The task: In the records below, find each line holding the word "site" and copy it.

Dataset extract:

------

//! Shared application state.

use std::sync::Arc;

/// State handed to every handler.
///
/// Holds the upstream client behind an `Arc`; the client is immutable, so no
/// locking is involved.
#[derive(Debug)]
#[allow(clippy::module_name_repetitions)]
pub struct AppState<A> {
    /// Upstream TMDB client.
    pub api: Arc<A>,
}

impl<A> AppState<A> {
    /// Wraps an upstream client.
    pub fn new(api: A) -> Self {
        Self { api: Arc::new(api) }
    }
}

// Manual impl: `A` itself need not be `Clone`.
impl<A> Clone for AppState<A> {
    fn clone(&self) -> Self {
        Self {
            api: Arc::clone(&self.api),
        }
    }
}
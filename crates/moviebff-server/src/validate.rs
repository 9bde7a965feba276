//! Validation of untrusted request parameters.

use std::collections::HashMap;

use thiserror::Error;

/// Minimum search query length after trimming, in UTF-16 code units.
///
/// Counted the way browsers measure string length, so a single astral
/// character such as an emoji already satisfies the minimum.
const MIN_QUERY_UNITS: usize = 2;

/// Default page when `page` is omitted or empty.
const DEFAULT_PAGE: &str = "1";

/// Client input rejected before any upstream call.
///
/// The `Display` text is the user-facing message.
#[derive(Debug, Clone, PartialEq, Eq, Error)]
#[allow(clippy::module_name_repetitions)]
pub enum ValidationError {
    /// `q` is absent or blank.
    #[error("Query parameter 'q' is required")]
    MissingQuery,
    /// `q` is shorter than two characters.
    #[error("Query must be at least 2 characters long")]
    QueryTooShort,
    /// `page` is not a positive integer.
    #[error("Page must be a positive integer")]
    InvalidPage,
    /// The movie ID path segment is not a positive integer.
    #[error("Invalid movie ID. Must be a positive integer.")]
    InvalidMovieId,
}

/// Validated search parameters.
#[derive(Debug, Clone, PartialEq, Eq)]
pub struct SearchQuery {
    /// Trimmed search text.
    pub query: String,
    /// 1-based page number.
    pub page: u32,
}

/// Validates the raw query parameters of a movie search.
///
/// # Errors
///
/// Returns a [`ValidationError`] if `q` is missing, blank or shorter than
/// two UTF-16 code units after trimming, or if `page` is present but not a
/// positive integer.
pub fn validate_search_query(
    params: &HashMap<String, String>,
) -> Result<SearchQuery, ValidationError> {
    let query = params.get("q").map_or("", |q| q.trim());
    if query.is_empty() {
        return Err(ValidationError::MissingQuery);
    }
    if query.encode_utf16().count() < MIN_QUERY_UNITS {
        return Err(ValidationError::QueryTooShort);
    }

    let raw_page = params
        .get("page")
        .map(String::as_str)
        .filter(|p| !p.is_empty())
        .unwrap_or(DEFAULT_PAGE);
    let page = parse_positive::<u32>(raw_page).ok_or(ValidationError::InvalidPage)?;

    Ok(SearchQuery {
        query: String::from(query),
        page,
    })
}

/// Validates the movie ID path segment.
///
/// # Errors
///
/// Returns [`ValidationError::InvalidMovieId`] if `raw` is not a positive
/// integer.
pub fn validate_movie_id(raw: &str) -> Result<u64, ValidationError> {
    parse_positive::<u64>(raw).ok_or(ValidationError::InvalidMovieId)
}

/// Parses a strictly positive decimal integer, ignoring surrounding whitespace.
fn parse_positive<T>(raw: &str) -> Option<T>
where
    T: std::str::FromStr + Default + PartialOrd,
{
    raw.trim().parse::<T>().ok().filter(|n| *n > T::default())
}
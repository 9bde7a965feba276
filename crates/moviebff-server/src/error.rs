//! Error classification for HTTP handlers.
//!
//! Every handler returns `Result<_, ApiError>`. The [`IntoResponse`] impl is
//! the only place where a failure becomes a status code and an
//! [`ErrorResponse`] body.

use std::fmt;

use axum::Json;
use axum::http::StatusCode;
use axum::response::{IntoResponse, Response};
use moviebff_api::tmdb::TmdbError;
use thiserror::Error;

use crate::contract::ErrorResponse;
use crate::normalize::NormalizeError;
use crate::validate::ValidationError;

/// The request-level operation that failed.
///
/// Selects the generic message returned for unexpected failures.
#[derive(Debug, Clone, Copy, PartialEq, Eq)]
pub enum Operation {
    /// `GET /config`.
    Configuration,
    /// `GET /movies/search`.
    SearchMovies,
    /// `GET /movies/{id}`.
    MovieDetails,
}

impl Operation {
    /// Client-facing message for an unexpected failure of this operation.
    #[must_use]
    pub const fn failure_message(self) -> &'static str {
        match self {
            Self::Configuration => "Failed to fetch configuration",
            Self::SearchMovies => "Failed to search movies",
            Self::MovieDetails => "Failed to fetch movie details",
        }
    }
}

impl fmt::Display for Operation {
    fn fmt(&self, f: &mut fmt::Formatter<'_>) -> fmt::Result {
        let name = match self {
            Self::Configuration => "configuration",
            Self::SearchMovies => "search_movies",
            Self::MovieDetails => "movie_details",
        };
        f.write_str(name)
    }
}

/// A classified request failure.
#[derive(Debug, Error)]
#[allow(clippy::module_name_repetitions)]
pub enum ApiError {
    /// Client input failed validation.
    #[error(transparent)]
    Validation(#[from] ValidationError),

    /// TMDB answered 404 for a movie lookup.
    #[error("Movie with ID {0} not found.")]
    MovieNotFound(u64),

    /// Any other upstream failure.
    #[error("{operation} failed: {source}")]
    Upstream {
        /// Operation being served.
        operation: Operation,
        /// Underlying client error.
        #[source]
        source: TmdbError,
    },

    /// Upstream data could not be normalized.
    #[error("{operation} failed: {source}")]
    Normalize {
        /// Operation being served.
        operation: Operation,
        /// Underlying normalization error.
        #[source]
        source: NormalizeError,
    },
}

impl ApiError {
    /// Wraps an upstream error for `operation`.
    #[must_use]
    pub const fn upstream(operation: Operation, source: TmdbError) -> Self {
        Self::Upstream { operation, source }
    }

    /// Wraps a normalization error for `operation`.
    #[must_use]
    pub const fn normalize(operation: Operation, source: NormalizeError) -> Self {
        Self::Normalize { operation, source }
    }

    /// Status code this error maps to.
    #[must_use]
    pub fn status(&self) -> StatusCode {
        match self {
            Self::Validation(_) => StatusCode::BAD_REQUEST,
            Self::MovieNotFound(_) => StatusCode::NOT_FOUND,
            Self::Upstream { source, .. } => match source {
                TmdbError::RateLimited => StatusCode::TOO_MANY_REQUESTS,
                TmdbError::Status { status, .. } => {
                    StatusCode::from_u16(*status).unwrap_or(StatusCode::INTERNAL_SERVER_ERROR)
                }
                TmdbError::Transport(_) | TmdbError::Decode { .. } | TmdbError::Url { .. } => {
                    StatusCode::INTERNAL_SERVER_ERROR
                }
            },
            Self::Normalize { .. } => StatusCode::INTERNAL_SERVER_ERROR,
        }
    }

    /// Builds the client-facing body, logging unexpected failures.
    fn body(&self) -> ErrorResponse {
        match self {
            Self::Validation(err) => error_body("Validation error", err.to_string()),
            Self::MovieNotFound(_) => error_body("Not found", self.to_string()),
            Self::Upstream { source, .. } if source.is_rate_limited() => {
                error_body("Rate limit exceeded", source.to_string())
            }
            Self::Upstream { source, .. } if source.status_code().is_some() => {
                tracing::warn!(error = %self, "upstream returned an error status");
                error_body("TMDB API error", source.to_string())
            }
            Self::Upstream { operation, .. } | Self::Normalize { operation, .. } => {
                tracing::error!(operation = %operation, error = ?self, "unexpected failure");
                error_body("Internal server error", operation.failure_message())
            }
        }
    }
}

fn error_body(error: &str, message: impl Into<String>) -> ErrorResponse {
    ErrorResponse {
        error: String::from(error),
        message: message.into(),
    }
}

impl IntoResponse for ApiError {
    fn into_response(self) -> Response {
        let status = self.status();
        let body = self.body();
        (status, Json(body)).into_response()
    }
}
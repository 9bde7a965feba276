//! Client-facing JSON contract.
//!
//! These shapes are the stable surface the web client consumes. They are
//! built fresh for every request by the normalizers and never deserialized.

use serde::Serialize;

/// Response body of `GET /config`.
#[derive(Debug, Clone, PartialEq, Serialize)]
pub struct ConfigResponse {
    /// Image URL configuration.
    pub images: ImageConfiguration,
}

/// Image URL configuration derived from the TMDB configuration endpoint.
#[derive(Debug, Clone, PartialEq, Eq, Serialize)]
pub struct ImageConfiguration {
    /// Absolute HTTPS image base URL, always ending in `/`.
    pub base_url: String,
    /// Poster sizes in upstream order.
    pub poster_sizes: Vec<String>,
    /// Backdrop sizes in upstream order.
    pub backdrop_sizes: Vec<String>,
    /// Profile sizes in upstream order.
    pub profile_sizes: Vec<String>,
}

/// Response body of `GET /movies/search`.
#[derive(Debug, Clone, PartialEq, Serialize)]
pub struct SearchMoviesResponse {
    /// Current page number.
    pub page: u32,
    /// Total number of pages.
    pub total_pages: u32,
    /// Total number of results.
    pub total_results: u32,
    /// Results of this page.
    pub results: Vec<SearchResult>,
}

/// A single normalized search hit.
#[derive(Debug, Clone, PartialEq, Serialize)]
pub struct SearchResult {
    /// TMDB movie ID.
    pub id: u64,
    /// Localized title.
    pub title: String,
    /// Release date (YYYY-MM-DD) or empty.
    pub release_date: String,
    /// Overview text or empty.
    pub overview: String,
    /// Absolute poster URL or empty.
    pub poster_url: String,
    /// Vote average.
    pub vote_average: f64,
}

/// Response body of `GET /movies/{id}`.
#[derive(Debug, Clone, PartialEq, Serialize)]
pub struct MovieDetails {
    /// TMDB movie ID.
    pub id: u64,
    /// Localized title.
    pub title: String,
    /// Original title.
    pub original_title: String,
    /// Release date (YYYY-MM-DD) or empty.
    pub release_date: String,
    /// Overview text or empty.
    pub overview: String,
    /// Runtime in minutes.
    pub runtime: Option<u32>,
    /// Vote average.
    pub vote_average: f64,
    /// Vote count.
    pub vote_count: u32,
    /// Absolute poster URL or empty.
    pub poster_url: String,
    /// Absolute backdrop URL or empty.
    pub backdrop_url: String,
    /// Genres in upstream order.
    pub genres: Vec<Genre>,
    /// Top-billed cast (at most five).
    pub cast: Vec<CastMember>,
    /// YouTube trailers in upstream order.
    pub trailers: Vec<Trailer>,
    /// Tagline.
    pub tagline: Option<String>,
    /// Release status.
    pub status: String,
}

/// Genre entry.
#[derive(Debug, Clone, PartialEq, Eq, Serialize)]
pub struct Genre {
    /// Genre ID.
    pub id: u32,
    /// Genre name.
    pub name: String,
}

/// Cast member entry.
#[derive(Debug, Clone, PartialEq, Eq, Serialize)]
pub struct CastMember {
    /// TMDB person ID.
    pub id: u64,
    /// Person name.
    pub name: String,
    /// Character played.
    pub character: String,
    /// Absolute profile image URL or empty.
    pub profile_url: String,
    /// Billing order.
    pub order: u32,
}

/// Trailer entry.
#[derive(Debug, Clone, PartialEq, Eq, Serialize)]
pub struct Trailer {
    /// TMDB video ID.
    pub id: String,
    /// YouTube video key.
    pub key: String,
    /// Video name.
    pub name: String,
    /// Hosting site (always "YouTube").
    pub site: String,
    /// Video type (always "Trailer").
    #[serde(rename = "type")]
    pub video_type: String,
}

/// Error body shared by every endpoint.
#[derive(Debug, Clone, PartialEq, Eq, Serialize)]
pub struct ErrorResponse {
    /// Short error category.
    pub error: String,
    /// Human-readable detail.
    pub message: String,
}

/// Response body of `GET /health`.
#[derive(Debug, Clone, PartialEq, Eq, Serialize)]
pub struct HealthResponse {
    /// Always "ok".
    pub status: &'static str,
}
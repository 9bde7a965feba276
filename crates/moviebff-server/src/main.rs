//! moviebff - backend-for-frontend for the TMDB movie API.

use std::path::PathBuf;

use anyhow::{Context, Result};
use clap::Parser;
use moviebff_api::tmdb::TmdbClient;
use moviebff_server::config::{AppConfig, read_api_token, resolve_config_path};
use moviebff_server::router::build_router;
use moviebff_server::state::AppState;
use tokio::net::TcpListener;
use tokio::signal;
use tracing_subscriber::filter::EnvFilter;
#[cfg(not(feature = "otel"))]
use tracing_subscriber::fmt;
#[cfg(feature = "otel")]
use tracing_subscriber::layer::SubscriberExt;
#[cfg(feature = "otel")]
use tracing_subscriber::util::SubscriberInitExt;
use url::Url;

/// CLI argument parser.
#[derive(Parser)]
#[command(about, version)]
struct Cli {
    /// Override config directory.
    #[arg(long)]
    dir: Option<PathBuf>,

    /// Host to bind (overrides the config file).
    #[arg(long)]
    host: Option<String>,

    /// Port to bind (overrides the config file).
    #[arg(long)]
    port: Option<u16>,
}

/// Installs the global tracing subscriber.
fn init_tracing() {
    #[cfg(not(feature = "otel"))]
    {
        fmt()
            .with_env_filter(
                EnvFilter::try_from_default_env().unwrap_or_else(|_| EnvFilter::new("info")),
            )
            .with_target(false)
            .init();
    }

    #[cfg(feature = "otel")]
    {
        let env_filter =
            EnvFilter::try_from_default_env().unwrap_or_else(|_| EnvFilter::new("info"));
        let fmt_layer = tracing_subscriber::fmt::layer().with_target(false);

        let otel_layer = std::env::var("OTEL_EXPORTER_OTLP_ENDPOINT")
            .ok()
            .and_then(|_| {
                let exporter = opentelemetry_otlp::SpanExporter::builder()
                    .with_http()
                    .build()
                    .ok()?;

                let tracer_provider = opentelemetry_sdk::trace::SdkTracerProvider::builder()
                    .with_simple_exporter(exporter)
                    .build();

                let tracer = opentelemetry::trace::TracerProvider::tracer(
                    &tracer_provider,
                    env!("CARGO_PKG_NAME"),
                );
                opentelemetry::global::set_tracer_provider(tracer_provider);

                Some(tracing_opentelemetry::layer().with_tracer(tracer))
            });

        tracing_subscriber::registry()
            .with(env_filter)
            .with(fmt_layer)
            .with(otel_layer)
            .init();
    }
}

/// Builds the TMDB client from config and the environment credential.
fn build_client(config: &AppConfig) -> Result<TmdbClient> {
    let token = read_api_token()?;
    let base_url = Url::parse(&config.tmdb.base_url)
        .with_context(|| format!("invalid tmdb.base_url {:?}", config.tmdb.base_url))?;

    let mut builder = TmdbClient::builder()
        .base_url(base_url)
        .api_token(token)
        .user_agent(concat!(env!("CARGO_PKG_NAME"), "/", env!("CARGO_PKG_VERSION")));
    if let Some(timeout) = config.tmdb.timeout() {
        builder = builder.timeout(timeout);
    }
    builder.build()
}

/// Resolves on Ctrl-C or SIGTERM.
async fn shutdown_signal() {
    let ctrl_c = async {
        if let Err(e) = signal::ctrl_c().await {
            tracing::error!("failed to install Ctrl+C handler: {e}");
            std::future::pending::<()>().await;
        }
    };

    #[cfg(unix)]
    let terminate = async {
        match signal::unix::signal(signal::unix::SignalKind::terminate()) {
            Ok(mut sig) => {
                sig.recv().await;
            }
            Err(e) => {
                tracing::error!("failed to install SIGTERM handler: {e}");
                std::future::pending::<()>().await;
            }
        }
    };

    #[cfg(not(unix))]
    let terminate = std::future::pending::<()>();

    tokio::select! {
        () = ctrl_c => {},
        () = terminate => {},
    }
    tracing::info!("shutdown signal received");
}

/// Entry point.
///
/// # Errors
///
/// Returns an error if configuration, client setup, or binding fails.
#[tokio::main]
async fn main() -> Result<()> {
    let cli = Cli::parse();
    init_tracing();

    let config_path = resolve_config_path(cli.dir.as_ref())?;
    let config = AppConfig::load(&config_path)?.with_overrides(cli.host, cli.port);
    tracing::debug!(path = %config_path.display(), ?config, "configuration loaded");

    let client = build_client(&config)?;
    let app = build_router(AppState::new(client));

    let addr = config.server.bind_address();
    let listener = TcpListener::bind(&addr)
        .await
        .with_context(|| format!("failed to bind {addr}"))?;
    let local_addr = listener
        .local_addr()
        .context("failed to read local address")?;
    tracing::info!(addr = %local_addr, "listening");

    axum::serve(listener, app)
        .with_graceful_shutdown(shutdown_signal())
        .await
        .context("server error")?;

    tracing::info!("server stopped");
    Ok(())
}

------

Task solution:
    /// Hosting site (always "YouTube").
    pub site: String,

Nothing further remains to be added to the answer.